The Korea-U.S. Free Trade Agreement (FTA) has been in force for two years. That is too short a time to declare it a success or a failure for U.S. agricultural producers or Korean consumers. What the trade over these two years does show is that favorable market access does not guarantee that trade will occur. That depends on willing buyers and sellers operating in a competitive market place.
The U.S. already was Korea’s 49 million consumers’ top supplier of agriculture products totaling $7.57 billion in 2011. According to the U.S. Trade Representative’s Office (USTR), almost two-thirds of Korea’s agricultural imports by value from the U.S. became tariff free upon entry into force of the agreement. These include wheat, corn, soybeans for crushing, whey for feed use, hides, skins, cotton, cherries, pistachios, almonds, orange juice, grape juice, and wine.
Other farm products benefit from immediate duty-free access within new tariff-rate quotas (TRQs) including skim and whole milk powder, whey for food use, cheese, barley, popcorn, soybeans for food use, dehydrated and table potatoes, honey, and hay. U.S. farm products benefiting from expanded market opportunities with 5-year tariff phase outs include grapefruit, a broad range of processed food products, chocolate, sweet corn, alfalfa, and sausages. Most of the other increases in market access did not occur in the first two years of the FTA.
The 40 percent tariff on beef products is reduced in equal installment over 15 years with a quantity safeguard that grows 2 percent per year. Beef offal tariffs of 18 and 27 percent also decline over 15 years with no quantity safeguards. Tariffs of 22.5 and 25.0 percent on more than 90 percent of pork products will be removed by 2016. Tariffs on fresh pork bellies and other miscellaneous fresh cuts are subject to a safeguard and will be phased out over 10 years. Tariffs on chicken cuts, including frozen legs, will decline from 20 percent to zero over 10 years except for frozen breast and wings, which will decline over 12 years.
Dairy products have expanded TRQs and tariff phase outs of 10-15 years. Fruits and vegetables have various combinations of immediate tariff reductions and phase outs over time which expands market access over 5-10 years. Rice access is unchanged by the FTA and continues to be based on the WTO minimum access arrangement.
Calendar year 2011 was the last full year before the FTA came into force on March 15, 2012, but was not a typical year. According to USDA data, U.S. exports of $7.57 billion were record large and far exceeded the previous record year of 2008 at $6.06 billion and 2012 exports of $6.64 billion. The three-year average of U.S. exports in 2009, 2010 and 2011 was $5.93 billion. U.S. exports of $5.77 billion in 2013 were only slightly below the three-year average before implementation of the FTA.

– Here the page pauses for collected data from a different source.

//! Material definitions.
//!
//! A material is a leaf whose payload is a flat run of attribute sub-chunks
//! from a fixed set. Colours and percentages are wrapped one level deeper in
//! a generic colour or percentage chunk; texture maps are attribute blocks of
//! their own.

use bitflags::bitflags;

use std::io::{
	Read,
	Write
};

#[cfg(feature = "import")]
use super::{
	attr::AttributeScanner,
	codec::ChunkReader,
	container::Decoder
};
#[cfg(feature = "export")]
use super::codec::ChunkWriter;

use super::{
	chunk::Record,
	codec::{
		cstr_size,
		Header,
		FLOAT_SIZE,
		HEADER_SIZE,
		WORD_SIZE
	},
	tag,
	value::Color,
	Result
};

/// Size of an attribute wrapping a single percentage chunk
const PERCENT_ATTR_SIZE: u64 = 2 * HEADER_SIZE + WORD_SIZE;

bitflags! {
	/// Texture map tiling options
	pub struct MapOptions: u16 {
		const DECAL = 1;
		const MIRROR = 1 << 1;
		const NEGATIVE = 1 << 3;
		const NO_TILE = 1 << 4;
		const SUMMED_AREA = 1 << 5;
		const ALPHA_SOURCE = 1 << 6;
		const TINT = 1 << 7;
		const IGNORE_ALPHA = 1 << 8;
		const RGB_TINT = 1 << 9;
	}
}

/// Shading model ("basic" shader parameters).
///
/// Values compare by their wire value, so `Other(2)` equals `Gouraud`.
#[derive(Clone, Copy, Debug)]
pub enum Shading {
	Wireframe,
	Flat,
	Gouraud,
	Phong,
	Metal,
	Other(u16),
}

impl From<u16> for Shading {
	fn from(v: u16) -> Self {
		match v {
			0 => Shading::Wireframe,
			1 => Shading::Flat,
			2 => Shading::Gouraud,
			3 => Shading::Phong,
			4 => Shading::Metal,
			_ => Shading::Other(v),
		}
	}
}

impl From<Shading> for u16 {
	fn from(s: Shading) -> Self {
		match s {
			Shading::Wireframe => 0,
			Shading::Flat => 1,
			Shading::Gouraud => 2,
			Shading::Phong => 3,
			Shading::Metal => 4,
			Shading::Other(v) => v,
		}
	}
}

impl PartialEq for Shading {
	fn eq(&self, other: &Self) -> bool {
		u16::from(*self) == u16::from(*other)
	}
}

impl Eq for Shading {}

/// Texture map slots of a material, in the order they are written
#[derive(Clone, Copy, Debug, PartialEq, Eq, Hash)]
pub enum MapKind {
	Texture1,
	Texture2,
	Opacity,
	Bump,
	Specular,
	Shininess,
	Illumination,
	Reflection,
}

impl MapKind {
	pub const ALL: [MapKind; 8] = [MapKind::Texture1, MapKind::Texture2, MapKind::Opacity,
		MapKind::Bump, MapKind::Specular, MapKind::Shininess, MapKind::Illumination,
		MapKind::Reflection];

	pub fn tag(self) -> u16 {
		match self {
			MapKind::Texture1 => tag::MAT_TEXTURE1_MAP,
			MapKind::Texture2 => tag::MAT_TEXTURE2_MAP,
			MapKind::Opacity => tag::MAT_OPACITY_MAP,
			MapKind::Bump => tag::MAT_BUMP_MAP,
			MapKind::Specular => tag::MAT_SPECULAR_MAP,
			MapKind::Shininess => tag::MAT_SHININESS_MAP,
			MapKind::Illumination => tag::MAT_ILLUMINATION_MAP,
			MapKind::Reflection => tag::MAT_REFLECTION_MAP,
		}
	}

	pub fn from_tag(tag: u16) -> Option<MapKind> {
		MapKind::ALL.iter().copied().find(|k| k.tag() == tag)
	}

	fn index(self) -> usize {
		self as usize
	}
}

/// Bitmap reference of a material slot
#[derive(Clone, Debug, PartialEq)]
pub struct TextureMap {
	/// Blend amount in percent
	pub amount: u16,
	pub path: String,
	/// Raw option word, see [`TextureMap::options`]
	pub tiling: u16,
	pub blur: f32,
	pub u_scale: f32,
	pub v_scale: f32,
	pub u_offset: f32,
	pub v_offset: f32,
	/// Degrees
	pub rotation: f32,
}

impl TextureMap {
	pub fn new(path: &str) -> Self {
		Self {
			path: path.to_string(),
			..Self::default()
		}
	}

	pub fn options(&self) -> MapOptions {
		MapOptions::from_bits_truncate(self.tiling)
	}

	/// Bytes of this map block, header included
	fn size(&self) -> u64 {
		HEADER_SIZE
			+ PERCENT_ATTR_SIZE
			+ HEADER_SIZE + cstr_size(&self.path)
			+ HEADER_SIZE + WORD_SIZE
			+ 6 * (HEADER_SIZE + FLOAT_SIZE)
	}

	#[cfg(feature = "import")]
	fn read<R>(&mut self, reader: &mut ChunkReader<R>, block: &Header, strict: bool) -> Result<()>
	where
		R: Read,
	{
		let scan = AttributeScanner::new(block.end, strict);
		while let Some(attr) = scan.next(reader)? {
			log::trace!("map {:#06x} attribute {:#06x} (length {})", block.tag, attr.tag, attr.length);
			match attr.tag {
				tag::PERCENT_INT => self.amount = reader.read_u16()?,
				tag::MAP_PATH => self.path = reader.read_cstr()?,
				tag::MAP_OPTIONS => self.tiling = reader.read_u16()?,
				tag::MAP_BLUR => self.blur = reader.read_f32()?,
				tag::MAP_U_SCALE => self.u_scale = reader.read_f32()?,
				tag::MAP_V_SCALE => self.v_scale = reader.read_f32()?,
				tag::MAP_U_OFFSET => self.u_offset = reader.read_f32()?,
				tag::MAP_V_OFFSET => self.v_offset = reader.read_f32()?,
				tag::MAP_ROTATION => self.rotation = reader.read_f32()?,
				_ => (),
			}
			scan.finish(reader, &attr)?;
		}

		Ok(())
	}

	#[cfg(feature = "export")]
	fn write<W>(&self, kind: MapKind, w: &mut ChunkWriter<W>) -> Result<()>
	where
		W: Write,
	{
		w.write_header(kind.tag(), self.size())?;
		w.write_header(tag::PERCENT_INT, HEADER_SIZE + WORD_SIZE)?;
		w.write_u16(self.amount)?;
		w.write_header(tag::MAP_PATH, HEADER_SIZE + cstr_size(&self.path))?;
		w.write_cstr(tag::MAP_PATH, &self.path)?;
		w.write_header(tag::MAP_OPTIONS, HEADER_SIZE + WORD_SIZE)?;
		w.write_u16(self.tiling)?;

		for (t, v) in [(tag::MAP_BLUR, self.blur), (tag::MAP_U_SCALE, self.u_scale),
			(tag::MAP_V_SCALE, self.v_scale), (tag::MAP_U_OFFSET, self.u_offset),
			(tag::MAP_V_OFFSET, self.v_offset), (tag::MAP_ROTATION, self.rotation)] {
			w.write_header(t, HEADER_SIZE + FLOAT_SIZE)?;
			w.write_f32(v)?;
		}

		Ok(())
	}
}

impl Default for TextureMap {
	fn default() -> Self {
		Self {
			amount: 100,
			path: String::new(),
			tiling: 0,
			blur: 0.0,
			u_scale: 1.0,
			v_scale: 1.0,
			u_offset: 0.0,
			v_offset: 0.0,
			rotation: 0.0,
		}
	}
}

#[derive(Clone, Debug, PartialEq)]
pub struct Material {
	pub name: String,
	pub ambient: Color,
	pub diffuse: Color,
	pub specular: Color,
	/// Glossiness, in percent
	pub shininess: u16,
	/// Specular level, in percent
	pub shin_strength: u16,
	/// 0 is fully opaque
	pub transparency: u16,
	pub trans_falloff: u16,
	pub reflect_blur: u16,
	pub self_illum: u16,
	pub two_sided: bool,
	pub shading: Shading,
	pub wire_thickness: f32,
	maps: [Option<TextureMap>; 8],
}

impl Material {
	pub fn new(name: &str) -> Self {
		Self {
			name: name.to_string(),
			..Self::default()
		}
	}

	pub fn map(&self, kind: MapKind) -> Option<&TextureMap> {
		self.maps[kind.index()].as_ref()
	}

	/// Installs or clears the map of a slot, returning the previous one
	pub fn set_map(&mut self, kind: MapKind, map: Option<TextureMap>) -> Option<TextureMap> {
		std::mem::replace(&mut self.maps[kind.index()], map)
	}

	/// Occupied map slots, in write order
	pub fn maps(&self) -> impl Iterator<Item = (MapKind, &TextureMap)> {
		MapKind::ALL.iter().copied().zip(self.maps.iter())
			.filter_map(|(k, m)| m.as_ref().map(|m| (k, m)))
	}

	/// Opacity derived from the transparency.
	///
	/// Transparency is stored in a percentage chunk like the other material
	/// percentages, so it runs from 0 (opaque) to 100. Larger values are
	/// treated as 100.
	pub fn opacity(&self) -> f32 {
		1.0 - f32::from(self.transparency.min(100)) / 100.0
	}

	fn percentages(&self) -> [(u16, u16); 5] {
		[
			(tag::MAT_SHININESS, self.shininess),
			(tag::MAT_SHIN_STRENGTH, self.shin_strength),
			(tag::MAT_TRANSPARENCY, self.transparency),
			(tag::MAT_TRANS_FALLOFF, self.trans_falloff),
			(tag::MAT_REFLECT_BLUR, self.reflect_blur),
		]
	}
}

impl Default for Material {
	fn default() -> Self {
		Self {
			name: String::new(),
			ambient: Color::default(),
			diffuse: Color::default(),
			specular: Color::default(),
			shininess: 0,
			shin_strength: 0,
			transparency: 0,
			trans_falloff: 0,
			reflect_blur: 0,
			self_illum: 0,
			two_sided: false,
			shading: Shading::Gouraud,
			wire_thickness: 1.0,
			maps: Default::default(),
		}
	}
}

/// First colour chunk inside a colour attribute. Later ones, usually the
/// gamma corrected twin, are skipped.
#[cfg(feature = "import")]
fn read_color<R>(reader: &mut ChunkReader<R>, attr: &Header, strict: bool) -> Result<Color>
where
	R: Read,
{
	let scan = AttributeScanner::new(attr.end, strict);
	let mut color = None;

	while let Some(sub) = scan.next(reader)? {
		if color.is_none() {
			if let Some(mut c) = Color::for_tag(sub.tag) {
				c.read_fields(reader)?;
				color = Some(c);
			}
		}
		scan.finish(reader, &sub)?;
	}

	Ok(color.unwrap_or_default())
}

/// Value of the percentage chunk inside a percentage attribute
#[cfg(feature = "import")]
fn read_percent<R>(reader: &mut ChunkReader<R>, attr: &Header, strict: bool) -> Result<u16>
where
	R: Read,
{
	let scan = AttributeScanner::new(attr.end, strict);
	let mut value = 0;

	while let Some(sub) = scan.next(reader)? {
		if sub.tag == tag::PERCENT_INT {
			value = reader.read_u16()?;
		}
		scan.finish(reader, &sub)?;
	}

	Ok(value)
}

#[cfg(feature = "export")]
fn write_color<W>(w: &mut ChunkWriter<W>, t: u16, color: &Color) -> Result<()>
where
	W: Write,
{
	w.write_header(t, HEADER_SIZE + color.size())?;
	w.write_header(color.tag(), color.size())?;
	color.write_payload(w)
}

#[cfg(feature = "export")]
fn write_percent<W>(w: &mut ChunkWriter<W>, t: u16, value: u16) -> Result<()>
where
	W: Write,
{
	w.write_header(t, PERCENT_ATTR_SIZE)?;
	w.write_header(tag::PERCENT_INT, HEADER_SIZE + WORD_SIZE)?;
	w.write_u16(value)
}

impl Record for Material {
	fn tag(&self) -> u16 {
		tag::MATERIAL
	}

	fn payload_size(&self) -> u64 {
		let mut size = HEADER_SIZE + cstr_size(&self.name);
		for c in [&self.ambient, &self.diffuse, &self.specular] {
			size += HEADER_SIZE + c.size();
		}
		size += 6 * PERCENT_ATTR_SIZE;
		if self.two_sided {
			size += HEADER_SIZE;
		}
		size += HEADER_SIZE + WORD_SIZE;
		size += HEADER_SIZE + FLOAT_SIZE;

		size + self.maps().map(|(_, m)| m.size()).sum::<u64>()
	}

	#[cfg(feature = "import")]
	fn read_payload<R>(&mut self, dec: &mut Decoder<'_, R>, header: &Header) -> Result<()>
	where
		R: Read,
	{
		let strict = dec.cfg.strict_bounds;
		let r = &mut dec.reader;
		let scan = AttributeScanner::new(header.end, strict);

		while let Some(attr) = scan.next(r)? {
			log::trace!("material attribute {:#06x} (length {})", attr.tag, attr.length);
			match attr.tag {
				tag::MAT_NAME => self.name = r.read_cstr()?,
				tag::MAT_AMBIENT => self.ambient = read_color(r, &attr, strict)?,
				tag::MAT_DIFFUSE => self.diffuse = read_color(r, &attr, strict)?,
				tag::MAT_SPECULAR => self.specular = read_color(r, &attr, strict)?,
				tag::MAT_SHININESS => self.shininess = read_percent(r, &attr, strict)?,
				tag::MAT_SHIN_STRENGTH => self.shin_strength = read_percent(r, &attr, strict)?,
				tag::MAT_TRANSPARENCY => self.transparency = read_percent(r, &attr, strict)?,
				tag::MAT_TRANS_FALLOFF => self.trans_falloff = read_percent(r, &attr, strict)?,
				tag::MAT_REFLECT_BLUR => self.reflect_blur = read_percent(r, &attr, strict)?,
				tag::MAT_SELF_ILLUM => self.self_illum = read_percent(r, &attr, strict)?,
				tag::MAT_TWO_SIDED => self.two_sided = true,
				tag::MAT_SHADING => self.shading = Shading::from(r.read_u16()?),
				tag::MAT_WIRE_THICKNESS => self.wire_thickness = r.read_f32()?,
				t => if let Some(kind) = MapKind::from_tag(t) {
					let mut map = TextureMap::default();
					map.read(r, &attr, strict)?;
					self.maps[kind.index()] = Some(map);
				},
			}
			scan.finish(r, &attr)?;
		}

		log::debug!("material {:?} ({} maps)", self.name, self.maps().count());
		Ok(())
	}

	#[cfg(feature = "export")]
	fn write_payload<W>(&self, w: &mut ChunkWriter<W>) -> Result<()>
	where
		W: Write,
	{
		w.write_header(tag::MAT_NAME, HEADER_SIZE + cstr_size(&self.name))?;
		w.write_cstr(tag::MAT_NAME, &self.name)?;

		write_color(w, tag::MAT_AMBIENT, &self.ambient)?;
		write_color(w, tag::MAT_DIFFUSE, &self.diffuse)?;
		write_color(w, tag::MAT_SPECULAR, &self.specular)?;

		for (t, v) in self.percentages() {
			write_percent(w, t, v)?;
		}

		if self.two_sided {
			w.write_header(tag::MAT_TWO_SIDED, HEADER_SIZE)?;
		}

		w.write_header(tag::MAT_SHADING, HEADER_SIZE + WORD_SIZE)?;
		w.write_u16(self.shading.into())?;

		write_percent(w, tag::MAT_SELF_ILLUM, self.self_illum)?;

		w.write_header(tag::MAT_WIRE_THICKNESS, HEADER_SIZE + FLOAT_SIZE)?;
		w.write_f32(self.wire_thickness)?;

		for (kind, map) in self.maps() {
			map.write(kind, w)?;
		}

		Ok(())
	}
}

Most of the decline in U.S. exports from 2011 to 2013 was due to one commodity – corn. Corn exports were $1.82 billion in 2011 and declined to $93 million in 2013, a 95 percent decline. Most of the corn imported from the U.S. in calendar year 2013 would have come from the 2012 corn crop. That crop was severely hurt by drought and total U.S. corn exports were only 735 million bushels that marketing year, less than half of exports a year earlier and less than a third of the record exports in the 2007 marketing year. Corn prices averaged almost $7.00 per bushel ($270 per metric ton) at the farm level in the U.S. Korean buyers sought alternative supplies of corn and alternative grains for livestock feed.
Volatility in corn trade with Korea in recent years has been normal. Exports were valued at $830 million in 2007, increased to $2.15 billion in 2008 and declined to $1.11 billion in 2009. Trade increased to $1.42 billion in 2010 before reaching $1.82 billion in 2011. Corn trade declined to $610 million in 2012. According to the U.S. Agricultural Attaché in Seoul, the U.S. supplied the majority of the corn imported by Korea in the 2007/08 – 2010/11 marketing years (July-June) and about half of the imported in 2011/12. U.S. corn was a small minority of imports in the 2012/13 marketing year. The U.S. will supply about a third of Korean corn imports in the 2013/14 marketing year, with most of that from the large, lower-priced 2013 corn crop delivered in the first six month of 2014. The recent announcement of a corn sale by the U.S. to Korea indicates that the market recognizes the availability of larger supplies at competitive prices.
Beef was the second largest U.S. export product to Korea in value in calendar 2011 at $686 million. That was a recent year high and up from $517 million in 2010. Beef exports declined to $609 million in 2013. Pork was the third largest export item in 2011 at $497 million, also a recent high year and almost double the previous high of $284 million in 2008. U.S. pork exports in 2013 declined to $276 million, comparable to the years prior to 2011 and 2012.
Some horticultural product exports had increases from 2011 to 2013. Fresh fruit increased from $254 million to $356 million and fruit and vegetable juices almost doubled from $49 million to $92 million. Dairy products increased from $222 million to $301 million and tree nuts went from $199 million to $300 million. Prepared food grew from $216 million to $270 million, while processed vegetables increased from $95 million to $134 million.
The U.S. also imports some agricultural products from Korea. According to USDA, in 2011 Korea exported $456 million of agricultural products to the U.S. By 2013, that had grown to $558 million. The largest category both years was other consumer products at $152 million in 2011 and $188 million in 2013. Other edible fish and seafood was the second largest at $109 million and $122 million.
Korea is a valuable market for U.S. producers, but one they must compete for based on price and quality. The bulk commodity end of the market will be volatile because the Koreans are price conscious buyers. In addition to corn, that includes wheat at $340 million of trade in 2013, soybeans at $280 million, cotton at $175 million and distiller’s grains at $126 million. The intermediate and consumer-oriented markets which the FTA opens over time have the potential to be much more stable.
Other exporters see the importance of this market. Korea has FTAs with the EU, Chile, India, Peru, Singapore and the ten countries of ASEAN. It recently announced an agreement with Canada and is negotiating for about ten more FTAs. The U.S. has access to the Korean market, but so do competing suppliers.